I know I've written a lot of posts expressing idiosyncratic disagreements with Dawkins, Harris, and other prominent atheists.  But that's not even what's going on here.  Based on things I've heard Dawkins say, I fully agree with him.  Take this interview from 2004:
When Dawkins introduced the meme concept a couple of decades ago, hopes were raised that the evolution of culture, or even of the human mind, might be explained as a sort of Darwinian competition among memes. But little has come of this project, even if the word "meme" does continue to get tossed around quite a bit by pretentious intellectuals. I asked Dawkins if he had cooled on the meme idea over the years.

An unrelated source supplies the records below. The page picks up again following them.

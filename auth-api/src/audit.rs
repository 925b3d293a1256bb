/*
 * Copyright 2025 Security Union LLC
 *
 * Licensed under either of
 *
 * * Apache License, Version 2.0
 *   (http://www.apache.org/licenses/LICENSE-2.0)
 * * MIT license
 *   (http://opensource.org/licenses/MIT)
 *
 * at your option.
 */

//! Append-only security audit trail.
//!
//! [`AuditSink::record`] has no error return: a slow or failing audit store
//! must never change the outcome of a login or token check. Failures are
//! logged and counted instead.

use std::collections::BTreeMap;
use std::sync::atomic::{AtomicU64, Ordering};
use std::sync::Arc;
use std::time::Duration;

use async_trait::async_trait;
use chrono::{DateTime, Utc};
use serde::{Deserialize, Serialize};
use uuid::Uuid;

use crate::db::AuditStore;

/// Default bound on a single audit write.
pub const DEFAULT_AUDIT_WRITE_TIMEOUT: Duration = Duration::from_secs(2);

#[derive(Debug, Clone, Copy, PartialEq, Eq, Serialize, Deserialize)]
pub enum AuditAction {
    #[serde(rename = "oidc.started")]
    OidcStarted,
    #[serde(rename = "oidc.completed")]
    OidcCompleted,
    #[serde(rename = "oidc.failed")]
    OidcFailed,
    #[serde(rename = "oidc.cleanup")]
    OidcCleanup,
    #[serde(rename = "token.created")]
    TokenCreated,
    #[serde(rename = "token.used")]
    TokenUsed,
    #[serde(rename = "token.revoked")]
    TokenRevoked,
    #[serde(rename = "token.revoked_all")]
    TokenRevokedAll,
    #[serde(rename = "token.cleanup")]
    TokenCleanup,
    #[serde(rename = "identity.linked")]
    IdentityLinked,
    #[serde(rename = "identity.unlinked")]
    IdentityUnlinked,
}

impl AuditAction {
    pub fn as_str(&self) -> &'static str {
        match self {
            AuditAction::OidcStarted => "oidc.started",
            AuditAction::OidcCompleted => "oidc.completed",
            AuditAction::OidcFailed => "oidc.failed",
            AuditAction::OidcCleanup => "oidc.cleanup",
            AuditAction::TokenCreated => "token.created",
            AuditAction::TokenUsed => "token.used",
            AuditAction::TokenRevoked => "token.revoked",
            AuditAction::TokenRevokedAll => "token.revoked_all",
            AuditAction::TokenCleanup => "token.cleanup",
            AuditAction::IdentityLinked => "identity.linked",
            AuditAction::IdentityUnlinked => "identity.unlinked",
        }
    }
}

#[derive(Debug, Clone, Copy, PartialEq, Eq, Serialize, Deserialize)]
#[serde(rename_all = "lowercase")]
pub enum AuditResource {
    Session,
    Token,
    Identity,
    User,
}

impl AuditResource {
    pub fn as_str(&self) -> &'static str {
        match self {
            AuditResource::Session => "session",
            AuditResource::Token => "token",
            AuditResource::Identity => "identity",
            AuditResource::User => "user",
        }
    }
}

/// One audit record.
#[derive(Debug, Clone, PartialEq, Serialize, Deserialize)]
pub struct AuditLog {
    pub id: Uuid,
    pub user_id: Option<Uuid>,
    pub action: AuditAction,
    pub resource: AuditResource,
    pub resource_id: Option<String>,
    pub ip_address: Option<String>,
    pub user_agent: Option<String>,
    pub metadata: BTreeMap<String, String>,
    pub success: bool,
    pub error_message: Option<String>,
    pub created_at: DateTime<Utc>,
}

impl AuditLog {
    pub fn new(action: AuditAction, resource: AuditResource, at: DateTime<Utc>) -> Self {
        Self {
            id: Uuid::new_v4(),
            user_id: None,
            action,
            resource,
            resource_id: None,
            ip_address: None,
            user_agent: None,
            metadata: BTreeMap::new(),
            success: true,
            error_message: None,
            created_at: at,
        }
    }

    pub fn user(mut self, user_id: Option<Uuid>) -> Self {
        self.user_id = user_id;
        self
    }

    pub fn resource_id(mut self, id: impl ToString) -> Self {
        self.resource_id = Some(id.to_string());
        self
    }

    pub fn client(mut self, client: &ClientInfo) -> Self {
        self.ip_address = client.ip.clone();
        self.user_agent = client.user_agent.clone();
        self
    }

    pub fn meta(mut self, key: &str, value: impl ToString) -> Self {
        self.metadata.insert(key.to_string(), value.to_string());
        self
    }

    /// Marks the entry as a failed attempt and records `reason` both as the
    /// error message and as `metadata.reason`.
    pub fn failed(mut self, reason: &str) -> Self {
        self.success = false;
        self.error_message = Some(reason.to_string());
        self.metadata
            .insert("reason".to_string(), reason.to_string());
        self
    }
}

/// Caller address and user agent attached to audit entries.
#[derive(Debug, Clone, Default, PartialEq, Eq)]
pub struct ClientInfo {
    pub ip: Option<String>,
    pub user_agent: Option<String>,
}

impl ClientInfo {
    pub fn new(ip: Option<String>, user_agent: Option<String>) -> Self {
        Self { ip, user_agent }
    }
}

/// Destination for audit entries. Recording never fails from the caller's
/// point of view.
#[async_trait]
pub trait AuditSink: Send + Sync {
    async fn record(&self, entry: AuditLog);
}

/// Writes entries to an [`AuditStore`] with a per-write timeout, logging and
/// counting failures instead of returning them.
pub struct StoreAuditSink {
    store: Arc<dyn AuditStore>,
    write_timeout: Duration,
    failures: AtomicU64,
}

impl StoreAuditSink {
    pub fn new(store: Arc<dyn AuditStore>) -> Self {
        Self::with_timeout(store, DEFAULT_AUDIT_WRITE_TIMEOUT)
    }

    pub fn with_timeout(store: Arc<dyn AuditStore>, write_timeout: Duration) -> Self {
        Self {
            store,
            write_timeout,
            failures: AtomicU64::new(0),
        }
    }

    /// Number of entries that could not be written since startup.
    pub fn failures(&self) -> u64 {
        self.failures.load(Ordering::Relaxed)
    }
}

#[async_trait]
impl AuditSink for StoreAuditSink {
    async fn record(&self, entry: AuditLog) {
        let action = entry.action.as_str();
        match tokio::time::timeout(self.write_timeout, self.store.append_audit(&entry)).await {
            Ok(Ok(())) => {}
            Ok(Err(e)) => {
                self.failures.fetch_add(1, Ordering::Relaxed);
                tracing::warn!(action, "audit write failed: {e}");
            }
            Err(_) => {
                self.failures.fetch_add(1, Ordering::Relaxed);
                tracing::warn!(action, "audit write timed out after {:?}", self.write_timeout);
            }
        }
    }
}

#[cfg(test)]
mod tests {
    use super::*;
    use crate::db::StoreError;

    struct BrokenStore;

    #[async_trait]
    impl AuditStore for BrokenStore {
        async fn append_audit(&self, _entry: &AuditLog) -> Result<(), StoreError> {
            Err(StoreError::Backend("disk full".to_string()))
        }
    }

    struct HangingStore;

    #[async_trait]
    impl AuditStore for HangingStore {
        async fn append_audit(&self, _entry: &AuditLog) -> Result<(), StoreError> {
            std::future::pending::<()>().await;
            Ok(())
        }
    }

    fn entry() -> AuditLog {
        AuditLog::new(AuditAction::TokenUsed, AuditResource::Token, Utc::now())
    }

    #[tokio::test]
    async fn failing_store_is_counted_not_propagated() {
        let sink = StoreAuditSink::new(Arc::new(BrokenStore));
        sink.record(entry()).await;
        sink.record(entry()).await;
        assert_eq!(sink.failures(), 2);
    }

    #[tokio::test]
    async fn hanging_store_is_bounded_by_timeout() {
        let sink = StoreAuditSink::with_timeout(Arc::new(HangingStore), Duration::from_millis(20));
        sink.record(entry()).await;
        assert_eq!(sink.failures(), 1);
    }

    #[test]
    fn failed_sets_reason_and_flag() {
        let e = entry().failed("expired");
        assert!(!e.success);
        assert_eq!(e.error_message.as_deref(), Some("expired"));
        assert_eq!(e.metadata.get("reason").map(String::as_str), Some("expired"));
    }

    #[test]
    fn action_serializes_dotted() {
        let json = serde_json::to_string(&AuditAction::TokenRevokedAll).unwrap();
        assert_eq!(json, "\"token.revoked_all\"");
        assert_eq!(AuditAction::TokenRevokedAll.as_str(), "token.revoked_all");
    }
}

"My enthusiasm for it was never, ever as a contribution to the study of human culture," he said. "It was always intended to be a way of dramatizing the idea that a Darwinian replicator doesn't have to be a gene. It can be a computer virus. Or a meme. The point is that a good replicator is just a replicator that spreads, regardless of its material form."
Well, yeah!  Memetic evolution is a powerful tool to explain evolutionary biology to popular audiences.  It's not actually meant to contribute to the study of human culture.  I mean, isn't that what the social sciences are for?  I know we all like to hate on the squishy social sciences, but to take memetic evolution seriously does not strike me as an improvement.

4 comments:

Larry, a.k.a. The Barefoot Bum said...

I dunno. I go both ways on this.

On one hand, the whole "meme" concept is just too fuzzy to be scientifically useful. On the other hand, I find very compelling the idea that there's some sort of real, substantive evolution going on in social and political development over time.

I tend to contrast an evolutionary model with an idealistic model, i.e. that there is some inherent quality of ideas themselves that drives their development in human minds. Given the general implausibility of that kind of Platonic or Hegelian idealism, some sort of evolutionary theory seems plausible, if only by default.

drransom said...

I agree that "meme" isn't about to become a scientifically useful concept any time soon. I see Dawkins's central insight as a way of frame-switching: we can turn the normal way of interpreting idea-movement around and see humans as the vectors through which ideas (and other "memes") propagate themselves. It's more of a humanities-type insight than a scientific one.

c boswell said...

I don’t believe ideas survive because they best replicate themselves. For examples, in the business world, the best ideas are those which do not replicate themselves. They are those which enable a business to produce a service or a product to satisfy the needs (known or yet-to-be-discovered) of the people or to eliminate a problem people are experiencing. A recent visible example is the bankruptcy of Blockbuster which rents movies via its brick-and-mortar store while Netflix rents movies through the mail. In addition, Netflix set out to eliminate the pain of Blockbuster’s customers who were frustrated with the late-fees. Netflix’s idea of late-fee elimination and rent-movies-through-mail were not a replicate of anything Blockbuster was doing. In fact, if it were a replicate, Netflix would not have succeeded while Blockbuster failed.
In the spiritual world, the ideas of Christianity are not replicate of any other religion but they have survived for over 2000 years. They survive in this case because they are the truths.

miller said...

I think a meme theorist would say that Netflix's idea doesn't need to come from blockbuster. It could come from anywhere. For instance, from other internet business models.

Also, a successful business model is not the same as a successful meme. A successful meme is just one that persists, not necessarily one that helps the people or businesses which adopt it. I may not like meme theory, but I know enough about it to know you're doing it wrong.

Lastly, I think we can all agree that arguing for the truth of an idea based solely on its persistence is silly.